Так я сидел на камне возле дороги, ведущей от Элизабет к Нью-Йорку, когда увидел приближающийся грузовик. Это был тот самый парень, которого я покинул совсем недавно. На этот раз он завел разговор об автомобильных моторах, о том, что им полезно, а что вредно и так далее.
– Ну, скоро приедем, – сказал он вдруг в середине разговора.
– Куда? – спросил я.
– В Нью-Йорк, конечно… А ты что подумал?
– Ага, Нью-Йорк, разумеется. Я забыл.
– Скажи, какого черта тебе делать в Нью-Йорке? Извини, что я так напрямик спрашиваю.
– Я возвращаюсь к своей семье.
– А тебя долго не было?
– Лет десять, – произнес я медленно, как бы прикидывая сроки.

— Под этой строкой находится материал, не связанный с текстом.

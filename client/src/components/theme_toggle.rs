//! Button flipping the site between the default and dark themes.

use leptos::prelude::*;

use crate::state::ui::UiState;
use crate::util::browser::page_preference;
use crate::util::theme::{PreferenceStore, ThemePreference, ThemeTarget};

#[cfg(test)]
#[path = "theme_toggle_test.rs"]
mod theme_toggle_test;

/// Toggle the preference and mirror the result into UI state.
pub fn apply_toggle<S: PreferenceStore, T: ThemeTarget>(pref: &ThemePreference<S, T>, ui: &mut UiState) {
    ui.theme = pref.toggle();
}

/// Theme toggle button.
#[component]
pub fn ThemeToggle() -> impl IntoView {
    let ui = expect_context::<RwSignal<UiState>>();

    view! {
        <button
            class="btn theme-toggle"
            on:click=move |_| {
                let pref = page_preference();
                ui.update(|u| apply_toggle(&pref, u));
            }
            title=move || ui.get().toggle_title()
        >
            {move || ui.get().toggle_glyph()}
        </button>
    }
}
//! Reusable UI component modules.
//!
//! SYSTEM CONTEXT
//! ==============
//! Components render page chrome while reading/writing shared state from
//! Leptos context providers.

pub mod theme_toggle;
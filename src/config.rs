//! Defaults for the site maintenance commands and logging setup.
//!
//! Every path can be overridden on the command line or through the matching
//! `SITE_*` environment variable (see `main.rs`).

use tracing_subscriber::EnvFilter;

pub const DEFAULT_IMAGES_DIR: &str = "images";
pub const DEFAULT_PORTFOLIO_DIR: &str = "images/portfolio";
pub const DEFAULT_ART_HTML: &str = "art.html";
pub const DEFAULT_REPO_DIR: &str = ".";
pub const DEFAULT_COMMIT_MESSAGE: &str = "Update site";
pub const DEFAULT_LOG_LEVEL: &str = "info";

/// Pick the log directive: an explicit flag wins over `RUST_LOG`, which wins
/// over the default. Blank values count as unset.
pub fn resolve_log_directive(flag: Option<&str>, env: Option<&str>) -> String {
    [flag, env]
        .into_iter()
        .flatten()
        .map(str::trim)
        .find(|v| !v.is_empty())
        .unwrap_or(DEFAULT_LOG_LEVEL)
        .to_owned()
}

/// Build the subscriber filter, falling back to the default on a bad directive.
pub fn log_filter(flag: Option<&str>) -> EnvFilter {
    let env = std::env::var(EnvFilter::DEFAULT_ENV).ok();
    let directive = resolve_log_directive(flag, env.as_deref());
    EnvFilter::try_new(&directive).unwrap_or_else(|_| EnvFilter::new(DEFAULT_LOG_LEVEL))
}

#[cfg(test)]
#[path = "config_test.rs"]
mod tests;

– Десять лет! Ничего себе! И что же ты делал все это чертовски долгое время? Просто болтался повсюду?
– Ага, просто болтался.
– Ох и обрадуются они, наверное, твоему возвращению.
– Наверное, обрадуются.
– Чего-то ты не слишком уверенно говоришь. – Он бросил на меня вопросительный взгляд.
– Что правда, то правда. Сам знаешь, как это бывает.
– Да уж, знаю, повстречал я парней вроде тебя. И всегда возвращаются в курятник, кто раньше, кто позже.
Он сказал «курятник». Я сказал «конура» – про себя, конечно, не вслух. Конура мне нравилась больше. Курятник – это куры, голуби, домашняя живность, несущая яйца. Я не собираюсь лежать среди яиц. Кости и объедки, кости и объедки, кости и объедки. Я повторял это снова и снова, чтобы морально подготовить себя к возвращению домой, как побитая собака.
Расставаясь с ним, я занял дайм на подземку и нырнул вниз. Я чувствовал себя уставшим, голодным, промокшим. Пассажиры выглядели так, словно их только что выпустили из каталажки или богадельни. Я побывал в большом мире, где-то далеко-далеко. Десять лет я таскался по белому свету и теперь возвращаюсь домой. Добро пожаловать, блудный сын! Добро пожаловать в родной дом! Боже мой, какие я слышал истории, какие города повидал! Какие великолепные приключения! Десять лет жизни, с самого утра до глубокой ночи. Дома ли мои дорогие?
На цыпочках подошел я к дому и посмотрел наверх. Ни проблеска света, ни единого признака жизни. Ну да, они никогда не приходят домой так рано. Я пройду через веранду. Может быть, они в задних комнатах. Они часто сидят в маленькой спальне Хегоробору рядом с постоянно булькающим туалетом.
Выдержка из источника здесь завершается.